In the case report mentioned, the patient was started on a dose of 2 mg/kg/day followed by a 4 day dose titration up to 33 mg/kg/day divided into four doses. After 6 weeks, the dose was further increased to 42 mg/kg/day due to seizure recurrence. Serum quinidine levels ranged from 1.5–4 μg/ml (typical therapeutic range for arrhythmias = 2–5 μg/ml and toxicity is thought to occur at levels >6 μg/ml).

Special points: quinidine is not licensed as an AED.

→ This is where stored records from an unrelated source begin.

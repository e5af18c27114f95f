// Settings for a discovery session.
// Layered with the 'config' crate: defaults, then catalog.toml, then CATALOG_* env vars.

use config::{Config, Environment, File};
use serde::Deserialize;
use std::path::PathBuf;
use std::time::Duration;

use crate::orchestrator::Timings;
use crate::{recent, suggest};

const DEFAULT_API_BASE_URL: &str = "http://127.0.0.1:8000/api";
const DEFAULT_CATEGORY_ID: &str = "auto";
const DEFAULT_PAGE_SIZE: u32 = 20;
const DEFAULT_SEARCH_DEBOUNCE_MS: u64 = 500;
const DEFAULT_SUGGEST_DEBOUNCE_MS: u64 = 200;
const DEFAULT_MIN_QUERY_LEN: usize = 2;
const DEFAULT_POPULAR_LIMIT: usize = 10;
const DEFAULT_STORAGE_DIR: &str = ".catalog";
const DEFAULT_REQUEST_RETRIES: u32 = 3;
const DEFAULT_RETRY_DELAY_MS: u64 = 250;

#[derive(Debug, Clone, Deserialize)]
pub struct Settings {
    pub api_base_url: String,
    // Bearer token of the signed-in user; presets and favorites need it
    pub auth_token: Option<String>,
    pub category_id: String,
    pub page_size: u32,
    pub search_debounce_ms: u64,
    pub suggest_debounce_ms: u64,
    pub min_query_len: usize,
    pub recent_capacity: usize,
    pub suggestion_limit: usize,
    pub popular_limit: usize,
    pub storage_dir: PathBuf,
    pub request_retries: u32,
    pub retry_delay_ms: u64,
}

impl Settings {
    pub fn new() -> Result<Self, config::ConfigError> {
        dotenv::dotenv().ok(); // Load .env file if present

        let builder = Self::with_defaults(Config::builder())?
            // Load from a configuration file (e.g., catalog.toml)
            .add_source(File::with_name("catalog").required(false))
            // Load from environment variables (e.g., CATALOG_API_BASE_URL)
            .add_source(Environment::with_prefix("CATALOG").try_parsing(true));

        builder.build()?.try_deserialize()
    }

    // Same values as `Default`; config has no usize conversion, hence the casts
    fn with_defaults(
        builder: config::ConfigBuilder<config::builder::DefaultState>,
    ) -> Result<config::ConfigBuilder<config::builder::DefaultState>, config::ConfigError> {
        builder
            .set_default("api_base_url", DEFAULT_API_BASE_URL)?
            .set_default("category_id", DEFAULT_CATEGORY_ID)?
            .set_default("page_size", DEFAULT_PAGE_SIZE)?
            .set_default("search_debounce_ms", DEFAULT_SEARCH_DEBOUNCE_MS)?
            .set_default("suggest_debounce_ms", DEFAULT_SUGGEST_DEBOUNCE_MS)?
            .set_default("min_query_len", DEFAULT_MIN_QUERY_LEN as u64)?
            .set_default("recent_capacity", recent::DEFAULT_CAPACITY as u64)?
            .set_default("suggestion_limit", suggest::DEFAULT_SUGGESTION_LIMIT as u64)?
            .set_default("popular_limit", DEFAULT_POPULAR_LIMIT as u64)?
            .set_default("storage_dir", DEFAULT_STORAGE_DIR)?
            .set_default("request_retries", DEFAULT_REQUEST_RETRIES)?
            .set_default("retry_delay_ms", DEFAULT_RETRY_DELAY_MS)
    }

    /// Timing and sizing knobs consumed by the orchestrator.
    pub fn timings(&self) -> Timings {
        Timings {
            search_debounce: Duration::from_millis(self.search_debounce_ms),
            suggest_debounce: Duration::from_millis(self.suggest_debounce_ms),
            min_query_len: self.min_query_len,
            page_size: self.page_size,
        }
    }
}

impl Default for Settings {
    fn default() -> Self {
        Self {
            api_base_url: DEFAULT_API_BASE_URL.to_string(),
            auth_token: None,
            category_id: DEFAULT_CATEGORY_ID.to_string(),
            page_size: DEFAULT_PAGE_SIZE,
            search_debounce_ms: DEFAULT_SEARCH_DEBOUNCE_MS,
            suggest_debounce_ms: DEFAULT_SUGGEST_DEBOUNCE_MS,
            min_query_len: DEFAULT_MIN_QUERY_LEN,
            recent_capacity: recent::DEFAULT_CAPACITY,
            suggestion_limit: suggest::DEFAULT_SUGGESTION_LIMIT,
            popular_limit: DEFAULT_POPULAR_LIMIT,
            storage_dir: PathBuf::from(DEFAULT_STORAGE_DIR),
            request_retries: DEFAULT_REQUEST_RETRIES,
            retry_delay_ms: DEFAULT_RETRY_DELAY_MS,
        }
    }
}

Retigabine in KCNQ2-related epilepsies

Background :

KCNQ2-related disorders represent a continuum of overlapping neonatal epileptic phenotypes caused by a heterozygous mutation in KCNQ2, the gene encoding the potassium voltage-gated channel subfamily KQT member 2, also known as Kv7.2. The clinical features of KCNQ2-related disorders range from KCNQ2-related benign familial neonatal epilepsy (KCNQ2-BFNE) at the mild end to KCNQ2-related epileptic encephalopathy (KCNQ2-NEE) at the severe end [40]. Retigabine is an AED currently used as adjunctive therapy in adults with partial-onset seizures and is known to selectively enhance the function of potassium channels formed by neuronal Kv7 subunits [41]. Experimental studies have shown retigabine [42] as well as retigabine derivative HN38 [43] to significantly increase potassium currents in mutated KCNQ2 channels, suggesting their potential as a targeted therapy for KCNQ2-related epilepsies. Interestingly the KCNQ2-related epilepsies have recently been shown to respond particularly well to drugs known to act on sodium channels including carbamazepine and phenytoin, leading to them being proposed as first line treatment in these epilepsies [44].

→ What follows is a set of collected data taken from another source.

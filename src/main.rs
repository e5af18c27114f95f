use anyhow::{Context, Result};
use std::sync::Arc;
use tokio::io::{AsyncBufReadExt, BufReader};
use tracing_subscriber::{EnvFilter, fmt, layer::SubscriberExt, util::SubscriberInitExt};

use catalog_discovery::api::HttpCatalogApi;
use catalog_discovery::config::Settings;
use catalog_discovery::models::SortKey;
use catalog_discovery::session::{Session, SessionInput};
use catalog_discovery::storage::JsonFileStore;
use catalog_discovery::view::{Dropdown, RenderModel};

// One line of user input, already interpreted
#[derive(Debug, PartialEq)]
enum Line {
    Input(SessionInput),
    ShowPresets,
    Quit,
}

fn optional(arg: Option<&str>) -> Option<String> {
    arg.filter(|a| *a != "-").map(str::to_string)
}

fn parse_price(arg: Option<&str>) -> Result<Option<u64>, String> {
    match optional(arg) {
        Some(value) => value
            .parse()
            .map(Some)
            .map_err(|_| format!("'{}' is not a price", value)),
        None => Ok(None),
    }
}

fn parse_line(line: &str) -> Result<Line, String> {
    let Some(command) = line.strip_prefix(':') else {
        return Ok(Line::Input(SessionInput::QueryEdited(line.to_string())));
    };
    let mut parts = command.split_whitespace();
    let name = parts.next().unwrap_or_default();
    let rest: Vec<&str> = parts.collect();
    let first = rest.first().copied();
    let joined = rest.join(" ");

    let input = match name {
        "sort" => {
            let sort: SortKey = first.unwrap_or_default().parse().map_err(|e| format!("{}", e))?;
            SessionInput::SetSort(sort)
        }
        "price" => SessionInput::SetPriceRange {
            min: parse_price(first)?,
            max: parse_price(rest.get(1).copied())?,
        },
        "set" => match (first, rest.get(1)) {
            (Some(key), Some(_)) => SessionInput::SetAttribute {
                key: key.to_string(),
                value: Some(rest[1..].join(" ")),
            },
            _ => return Err("usage: :set <key> <value>".into()),
        },
        "unset" => match first {
            Some(key) => SessionInput::SetAttribute {
                key: key.to_string(),
                value: None,
            },
            None => return Err("usage: :unset <key>".into()),
        },
        "condition" => SessionInput::SetCondition(optional(first)),
        "sub" => SessionInput::SetSubcategory(optional(first)),
        "clear" => SessionInput::ClearFilters,
        "more" => SessionInput::LoadMore,
        "retry" => SessionInput::Retry,
        "save" => {
            let is_default = first == Some("--default");
            let name = if is_default { rest[1..].join(" ") } else { joined };
            SessionInput::SavePreset { name, is_default }
        }
        "presets" => return Ok(Line::ShowPresets),
        "apply" | "delete" | "fav" => {
            let Some(id) = first else {
                return Err(format!("usage: :{} <id>", name));
            };
            let id = id.to_string();
            match name {
                "apply" => SessionInput::ApplyPreset(id),
                "delete" => SessionInput::DeletePreset(id),
                _ => SessionInput::ToggleFavorite(id),
            }
        }
        "forget" => SessionInput::RemoveRecent(joined),
        "forget-all" => SessionInput::ClearRecent,
        "focus" => SessionInput::QueryFocus(true),
        "blur" => SessionInput::QueryFocus(false),
        "wide" => SessionInput::SetLayout { wide: true },
        "compact" => SessionInput::SetLayout { wide: false },
        "quit" | "q" => return Ok(Line::Quit),
        other => return Err(format!("unknown command ':{}'", other)),
    };
    Ok(Line::Input(input))
}

fn print_model(model: &RenderModel) {
    let chips: Vec<&str> = model.chips.iter().map(|c| c.label.as_str()).collect();
    println!(
        "== {} | query '{}' | {} filter(s) [{}] | sort {} | {} result(s){}{}",
        model.category_name,
        model.filters.normalized_query(),
        model.filter_count,
        chips.join(", "),
        model.sort,
        model.total_count,
        if model.loading { " | loading" } else { "" },
        if model.has_more { " | :more" } else { "" },
    );
    for row in model.rows() {
        let cells: Vec<String> = row
            .iter()
            .map(|card| {
                let price = card
                    .listing
                    .price
                    .map(|p| format!("{:.0} {}", p, card.listing.currency.as_deref().unwrap_or("")))
                    .unwrap_or_else(|| "n/a".to_string());
                let star = if card.is_favorite { "*" } else { " " };
                format!("{}[{}] {} ({})", star, card.listing.id, card.listing.title, price.trim())
            })
            .collect();
        println!("  {}", cells.join("  |  "));
    }
    match &model.dropdown {
        Dropdown::None => {}
        Dropdown::Suggestions(entries) => {
            let items: Vec<String> = entries
                .iter()
                .map(|e| format!("{} ({})", e.query, e.count))
                .collect();
            println!("  suggestions: {}", items.join(", "));
        }
        Dropdown::Recent(texts) => println!("  recent: {}", texts.join(", ")),
        Dropdown::Popular(popular) => println!(
            "  popular: {} | in category: {}",
            popular.global.join(", "),
            popular.category.join(", ")
        ),
    }
    if let Some(error) = &model.error {
        if model.retryable {
            println!("  ! {} (type :retry)", error);
        } else {
            println!("  ! {}", error);
        }
    }
    if let Some(notice) = &model.notice {
        println!("  ~ {}", notice);
    }
}

fn print_presets(model: &RenderModel) {
    if model.presets.is_empty() {
        println!("  no saved filters");
    }
    for preset in &model.presets {
        let marker = if preset.is_default { " (default)" } else { "" };
        println!("  {}: {}{}", preset.id, preset.name, marker);
    }
}

#[tokio::main]
async fn main() -> Result<()> {
    // Load .env file first. Ignore errors (e.g., file not found)
    dotenv::dotenv().ok();

    // Logs go to stderr so they do not interleave with the listing output
    tracing_subscriber::registry()
        .with(EnvFilter::try_from_default_env().unwrap_or_else(|_| "catalog_discovery=info".into()))
        .with(fmt::layer().with_writer(std::io::stderr))
        .init();

    let settings = match Settings::new() {
        Ok(s) => {
            tracing::info!(category_id = %s.category_id, api = %s.api_base_url, "Configuration loaded");
            s
        }
        Err(e) => {
            tracing::error!("Failed to load configuration: {}", e);
            return Err(e.into());
        }
    };

    let client = HttpCatalogApi::build_client().context("Failed to build HTTP client")?;
    let api = Arc::new(HttpCatalogApi::new(client, &settings));
    let storage = Arc::new(JsonFileStore::new(settings.storage_dir.clone()));

    let handle = Session::start(api, storage, &settings);

    let mut view = handle.view();
    let printer = tokio::spawn(async move {
        while view.changed().await.is_ok() {
            let model = view.borrow_and_update().clone();
            print_model(&model);
        }
    });

    let mut lines = BufReader::new(tokio::io::stdin()).lines();
    while let Some(line) = lines.next_line().await.context("Failed to read stdin")? {
        match parse_line(line.trim_end()) {
            Ok(Line::Input(input)) => {
                if !handle.send(input) {
                    break;
                }
            }
            Ok(Line::ShowPresets) => print_presets(&handle.current()),
            Ok(Line::Quit) => break,
            Err(message) => eprintln!("{}", message),
        }
    }

    handle.shutdown().await;
    printer.await.context("Printer task failed")?;
    Ok(())
}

Fenfluramine in Dravet syndrome

Background :

Dravet syndrome, a severe childhood epilepsy characterized by persistent, often drug-resistant seizures and progressive developmental delay is known to be caused by mutations in the SCN1A gene encoding the voltage-gated sodium channel subunit alpha NAV1.1. Fenfluramine is an amphetamine like drug that was launched for obesity in the 1990s. Due to cardiac side effects (eg pulmonary hypertension and heart valve disease) it was withdrawn from the market in 1997. The drug acts through inhibition of serotonin uptake and by release of serotonin due to a disruption of vesicular storage. Because of the high density of serotonin receptors in structures critically involved in epilepsies, such as the hippocampus, fenfluramine is believed to have an antiepileptic effect. In a recent study by Zhang et al., it was proven to reduce epileptiform activity in zebrafish larvae with an antisense knockdown of scn1Lab, which is the zebrafish analog to SCN1A [45]. After an earlier report by Boel et al. in 1996 [46], Ceuleman et al. trialed fenfluramine as an add-on treatment in 12 patients with Dravet syndrome over 1–19 years with remarkable results. Of the 12 patients, 8 were seizure-free at their last follow up visit. Overall patients were seizure-free for a mean of 6 (1–19) years. No serious adverse events occurred [47••]. Clinical trials are planned to evaluate the effect of fenfluramine in a randomized controlled setting.

Memantine in GRIN2A-related epilepsies

Background :

Mutation in the GRIN2A gen encoding the GluN2A subunit of the NMDA receptorss have been associated with several childhood-onset epilepsy syndromes including disorders of the epilepsy-aphasia spectrum as well as some described cases of early onset epileptic encephalopathy. The NMDAR antagonist memantine was found to in vitro inhibit mutant channels with the mutation c.2434C > A, resulting in a leucine to methionine substitution at residue 812. Administration of the drug to a patient carrying this exact mutation led to a decrease in seizure frequency and allowed for tapering of conventional AEDs. A different GluN2A mutation (N615K) was proven sensitive to another NMDAR antagonist indicating a need for specific evaluation of each mutant GRIN2A to evaluate response to NMDAR antagonists [48]. Memantine is yet to be trialed clinically.